Io ho veduto il sonnambulo, ho veduto il maniaco, ma non vive cosa nel mondo che possa uguagliare l'orrore che ispirava costui.
Con gli occhi sempre fissi al soffitto, si volse a un tratto verso il tabernacolo: brancolando per lo interno, pervenne a trovare un bottone appena visibile, lo spinse, e si manifestò certa apertura dalla quale trasse una cassetta nera sottilmente ornata di lavori di argento. Ricercandosi poi sotto le vesti, rinvenne la chiave: la sua mano, adesso divenuta fuori di misura paralitica, errò assai tempo prima di trovare il serrame: trovatolo, applicò la chiave, lo schiuse, e la cassetta aperta lasciò vedere un teschio umano politissimo, con estrema diligenza conservato. Lo prese costui con ambedue le mani, e, postolo sulla tavola del tabernacolo, lasciò con dura percossa cadersi prostrato innanzi di quello, tenendo la faccia sempre vôlta al soffitto, e le braccia incrociate in atto di preghiera.

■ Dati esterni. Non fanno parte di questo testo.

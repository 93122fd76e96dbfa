//! Default value functions for configuration.
//!
//! Separated into its own module for clarity and reuse.

use crate::world::Radius;

// =============================================================================
// Teleport Defaults
// =============================================================================

/// Host ticks between relocation and relink.
pub fn default_relink_delay_ticks() -> u32 {
    5
}

/// Longest vehicle/passenger chain walked before the guard trips.
pub fn default_max_chain_length() -> usize {
    64
}

/// Box around the teleported entity searched for leashed followers.
pub fn default_follower_radius() -> Radius {
    Radius::new(20.0, 10.0, 20.0)
}

// =============================================================================
// Scheduler Defaults
// =============================================================================

/// One host tick (20 ticks per second).
pub fn default_tick_millis() -> u64 {
    50
}

// =============================================================================
// Message Defaults
// =============================================================================

pub fn default_message_prefix() -> String {
    "&8[&5PortalGuns&8] ".to_string()
}
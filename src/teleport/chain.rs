//! Vehicle/passenger chain discovery.

use crate::world::{EntityGraph, EntityId};
use std::collections::HashSet;
use tracing::{debug, warn};

/// Entities linked by riding, outermost vehicle first.
///
/// `members[i + 1]` was riding `members[i]` when the chain was discovered.
/// Members are distinct.
#[derive(Debug, Clone, Default, PartialEq, Eq)]
pub struct Chain {
    members: Vec<EntityId>,
}

impl Chain {
    /// Walk up from `entity` to the topmost vehicle, then down through
    /// passengers.
    ///
    /// Never collects more than `max_len` entities, and stops at the first
    /// entity seen twice, so malformed (cyclic) graphs still terminate.
    /// A stale `entity` yields an empty chain.
    pub fn discover<G: EntityGraph + ?Sized>(graph: &G, entity: EntityId, max_len: usize) -> Self {
        if !graph.is_valid(entity) || max_len == 0 {
            debug!(entity = %entity, "Chain discovery on stale entity");
            return Self::default();
        }

        let root = ascend(graph, entity, max_len);

        let mut members = vec![root];
        let mut seen = HashSet::from([root]);
        let mut current = root;
        while let Some(passenger) = graph.passenger(current) {
            if members.len() >= max_len {
                warn!(root = %root, max_len, "Chain length cap reached, truncating");
                break;
            }
            if !seen.insert(passenger) {
                warn!(root = %root, entity = %passenger, "Passenger cycle detected, truncating");
                break;
            }
            members.push(passenger);
            current = passenger;
        }

        debug!(entity = %entity, root = %root, len = members.len(), "Chain discovered");
        Self { members }
    }

    /// Build a chain from members already in root-first order.
    pub fn from_members(members: Vec<EntityId>) -> Self {
        Self { members }
    }

    /// The outermost vehicle.
    pub fn root(&self) -> Option<EntityId> {
        self.members.first().copied()
    }

    /// The bottommost passenger.
    pub fn last(&self) -> Option<EntityId> {
        self.members.last().copied()
    }

    pub fn members(&self) -> &[EntityId] {
        &self.members
    }

    pub fn len(&self) -> usize {
        self.members.len()
    }

    pub fn is_empty(&self) -> bool {
        self.members.is_empty()
    }

    pub fn contains(&self, entity: EntityId) -> bool {
        self.members.contains(&entity)
    }

    pub fn iter(&self) -> impl Iterator<Item = EntityId> + '_ {
        self.members.iter().copied()
    }

    /// Adjacent `(vehicle, passenger)` pairs, root first.
    pub fn links(&self) -> impl Iterator<Item = (EntityId, EntityId)> + '_ {
        self.members.windows(2).map(|w| (w[0], w[1]))
    }

    pub fn into_vec(self) -> Vec<EntityId> {
        self.members
    }
}

impl IntoIterator for Chain {
    type Item = EntityId;
    type IntoIter = std::vec::IntoIter<EntityId>;

    fn into_iter(self) -> Self::IntoIter {
        self.members.into_iter()
    }
}

/// Follow vehicle links to the top, bounded by `max_len` and cycles.
fn ascend<G: EntityGraph + ?Sized>(graph: &G, entity: EntityId, max_len: usize) -> EntityId {
    let mut visited = HashSet::from([entity]);
    let mut current = entity;
    while let Some(vehicle) = graph.vehicle(current) {
        if visited.len() >= max_len {
            warn!(entity = %entity, max_len, "Vehicle chain cap reached while ascending");
            break;
        }
        if !visited.insert(vehicle) {
            warn!(entity = %entity, vehicle = %vehicle, "Vehicle cycle detected while ascending");
            break;
        }
        current = vehicle;
    }
    current
}
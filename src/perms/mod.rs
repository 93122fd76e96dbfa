//! Hierarchical permission checks.
//!
//! A permission is a dotted node such as `portalguns.gun.use`. A holder of
//! any broader wildcard (`portalguns.*`, `portalguns.gun.*`) is treated as
//! holding the node itself.

mod granter;
mod resolver;

pub use granter::{FnGranter, GrantSet, PermissionGranter, from_fn};
pub use resolver::{Grant, has_permission, normalize, resolve};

Era certamente trapassata un'ora ch'ei stava in questa posizione, quando, abbassato il capo, si mise a riguardare fissamente il teschio. I suoi occhi prima velati ardevano adesso di terribile luce; bentosto si fecero rossi, scintillanti, ma non versarono lagrima; forse la sua disperazione aveva esaurito anche questo ultimo conforto della sciagura. Le sue labbra anelavano proferire parola, ma non potevano mandar fuori che urla indistinte. Mi sia permesso il detto, questa era l'ora dell'uracano dell'anima. Commozioni tanto profonde, come ogni altra cosa fuor di natura, lungamente non durano; simili però all'uracano, lasciano dove passano traccie indelebili, e le sembianze affatto tramutate.